REQUIREMENT »
Copy out each line of the data below in which the string "usize" appears.
------ DATA RECORDS ------
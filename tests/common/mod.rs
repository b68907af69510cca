//! Shared harness for the end-to-end tests: an assembled runtime over the
//! in-process bus and the scriptable USB backend, with a recording plugin
//! entry that mirrors the scanner plugin used throughout the scenarios.

#![allow(dead_code)]

use std::path::Path;
use std::sync::{Arc, Mutex};
use std::time::Duration;

use serde_json::json;

use autoweave_bus::streams::{
    EventSource, HotplugRecord, LifecycleRecord, HOTPLUG_STREAM, PLUGIN_STREAM,
};
use autoweave_bus::MemoryBus;
use autoweave_core::{AutoWeaveConfig, AutoWeaveRuntime};
use autoweave_host::{EntryRegistry, HookTable, PluginEntry};
use autoweave_manifest::{sign_manifest_value, DEFAULT_DENYLIST, MANIFEST_FILE_NAME};
use autoweave_usb::{MockBackend, MockDevice, UsbBackend};

pub type Calls = Arc<Mutex<Vec<String>>>;

pub const SCANNER_PLUGIN: &str = "usb-scanner-plugin";

pub fn scanner_device() -> MockDevice {
    MockDevice::new(0x04a9, 0x220e, 1, 5).with_strings("Canon", "CanoScan LiDE", "SCN-0042")
}

pub fn keyboard_device() -> MockDevice {
    MockDevice::new(0x03f0, 0x0c17, 1, 7).with_strings("HP", "USB Keyboard", "KB-7")
}

struct RecordingEntry {
    calls: Calls,
    onload_sleep: Option<Duration>,
}

impl PluginEntry for RecordingEntry {
    fn register_hooks(&mut self, table: &mut HookTable) -> anyhow::Result<()> {
        let calls = Arc::clone(&self.calls);
        let sleep = self.onload_sleep;
        table.register("initialize", move |_ctx, _payload| {
            if let Some(duration) = sleep {
                std::thread::sleep(duration);
            }
            calls.lock().unwrap().push("initialize".into());
            Ok(())
        });
        let calls = Arc::clone(&self.calls);
        table.register("handleScannerAttach", move |_ctx, payload| {
            let signature = payload["device_signature"].as_str().unwrap_or("?");
            calls.lock().unwrap().push(format!("attach:{signature}"));
            Ok(())
        });
        let calls = Arc::clone(&self.calls);
        table.register("handleScannerDetach", move |_ctx, payload| {
            let signature = payload["device_signature"].as_str().unwrap_or("?");
            calls.lock().unwrap().push(format!("detach:{signature}"));
            Ok(())
        });
        let calls = Arc::clone(&self.calls);
        table.register("teardown", move |_ctx, _payload| {
            calls.lock().unwrap().push("teardown".into());
            Ok(())
        });
        Ok(())
    }
}

pub fn scanner_manifest() -> serde_json::Value {
    json!({
        "name": SCANNER_PLUGIN,
        "version": "1.0.0",
        "description": "Bridges Canon document scanners onto the job queue",
        "author": { "name": "AutoWeave Team", "email": "plugins@autoweave.dev" },
        "entry": "entry.bin",
        "permissions": {
            "usb": { "vendorIds": ["0x04A9"], "productIds": ["0x220E"] },
            "memory": { "maxHeapMB": 64, "maxWorkers": 1 },
            "queues": ["scanner-jobs"]
        },
        "hooks": {
            "onLoad": "initialize",
            "onUnload": "teardown",
            "onUSBAttach": "handleScannerAttach",
            "onUSBDetach": "handleScannerDetach"
        },
        "signature": {
            "algorithm": "SHA-256",
            "value": "0".repeat(64),
            "signer": "release-bot@autoweave.dev"
        }
    })
}

/// Write (or rewrite) the scanner plugin directory with a freshly signed
/// manifest covering `entry_bytes`.
pub fn write_scanner_plugin(plugin_root: &Path, entry_bytes: &[u8]) {
    let dir = plugin_root.join(SCANNER_PLUGIN);
    std::fs::create_dir_all(&dir).unwrap();
    std::fs::write(dir.join("entry.bin"), entry_bytes).unwrap();
    let signed = sign_manifest_value(scanner_manifest(), &dir, DEFAULT_DENYLIST).unwrap();
    std::fs::write(dir.join(MANIFEST_FILE_NAME), signed.to_string()).unwrap();
}

#[derive(Default)]
pub struct HarnessOptions {
    pub onload_sleep: Option<Duration>,
    pub onload_timeout: Option<Duration>,
    pub publisher_capacity: Option<usize>,
    /// Flip one byte of the entry file after signing.
    pub tamper_entry: bool,
    pub skip_plugin: bool,
}

pub struct Harness {
    pub runtime: AutoWeaveRuntime,
    pub bus: Arc<MemoryBus>,
    pub backend: Arc<MockBackend>,
    pub calls: Calls,
    pub plugin_root: tempfile::TempDir,
}

/// Assemble (but do not start) a runtime over the memory bus and mock USB
/// backend.
pub fn harness(options: HarnessOptions) -> Harness {
    let plugin_root = tempfile::tempdir().unwrap();
    if !options.skip_plugin {
        write_scanner_plugin(plugin_root.path(), b"payload-v1");
        if options.tamper_entry {
            std::fs::write(
                plugin_root.path().join(SCANNER_PLUGIN).join("entry.bin"),
                b"qayload-v1",
            )
            .unwrap();
        }
    }

    let calls: Calls = Arc::new(Mutex::new(Vec::new()));
    let registry = Arc::new(EntryRegistry::new());
    let entry_calls = Arc::clone(&calls);
    let onload_sleep = options.onload_sleep;
    registry.register(SCANNER_PLUGIN, move || {
        Box::new(RecordingEntry {
            calls: Arc::clone(&entry_calls),
            onload_sleep,
        })
    });

    let mut config = AutoWeaveConfig::default();
    config.loader.plugin_dir = plugin_root.path().to_path_buf();
    // Reloads are driven explicitly in these scenarios; a long debounce
    // keeps the watcher from firing a second, racing reload.
    config.loader.reload_debounce = Duration::from_secs(60);
    if let Some(timeout) = options.onload_timeout {
        config.loader.onload_timeout = timeout;
    }
    config.publisher.retry_interval = Duration::from_millis(20);
    if let Some(capacity) = options.publisher_capacity {
        config.publisher.capacity = capacity;
    }

    let backend = Arc::new(MockBackend::new(EventSource::Primary));
    let (runtime, bus) = AutoWeaveRuntime::in_memory(
        config,
        registry,
        backend.clone() as Arc<dyn UsbBackend>,
        None,
    );

    Harness {
        runtime,
        bus,
        backend,
        calls,
        plugin_root,
    }
}

impl Harness {
    pub fn call_log(&self) -> Vec<String> {
        self.calls.lock().unwrap().clone()
    }

    pub fn calls_matching(&self, prefix: &str) -> usize {
        self.call_log()
            .iter()
            .filter(|c| c.starts_with(prefix))
            .count()
    }

    pub async fn wait_for_call_count(&self, prefix: &str, count: usize) {
        for _ in 0..400 {
            if self.calls_matching(prefix) >= count {
                return;
            }
            tokio::time::sleep(Duration::from_millis(5)).await;
        }
        panic!(
            "expected {count} `{prefix}` calls, saw {:?}",
            self.call_log()
        );
    }
}

pub async fn hotplug_events(bus: &MemoryBus, count: usize) -> Vec<HotplugRecord> {
    wait_for_stream(bus, HOTPLUG_STREAM, count).await;
    bus.snapshot(HOTPLUG_STREAM)
        .iter()
        .map(|m| HotplugRecord::from_fields(&m.fields).unwrap())
        .collect()
}

pub async fn lifecycle_events(bus: &MemoryBus, count: usize) -> Vec<LifecycleRecord> {
    wait_for_stream(bus, PLUGIN_STREAM, count).await;
    bus.snapshot(PLUGIN_STREAM)
        .iter()
        .map(|m| LifecycleRecord::from_fields(&m.fields).unwrap())
        .collect()
}

async fn wait_for_stream(bus: &MemoryBus, stream: &str, count: usize) {
    for _ in 0..400 {
        if bus.stream_len(stream) >= count {
            return;
        }
        tokio::time::sleep(Duration::from_millis(5)).await;
    }
    panic!(
        "expected {count} entries on {stream}, found {}",
        bus.stream_len(stream)
    );
}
------
OUTPUT FOR THIS EXERCISE »
    pub publisher_capacity: Option<usize>,
    pub fn calls_matching(&self, prefix: &str) -> usize {
    pub async fn wait_for_call_count(&self, prefix: &str, count: usize) {
pub async fn hotplug_events(bus: &MemoryBus, count: usize) -> Vec<HotplugRecord> {
pub async fn lifecycle_events(bus: &MemoryBus, count: usize) -> Vec<LifecycleRecord> {
async fn wait_for_stream(bus: &MemoryBus, stream: &str, count: usize) {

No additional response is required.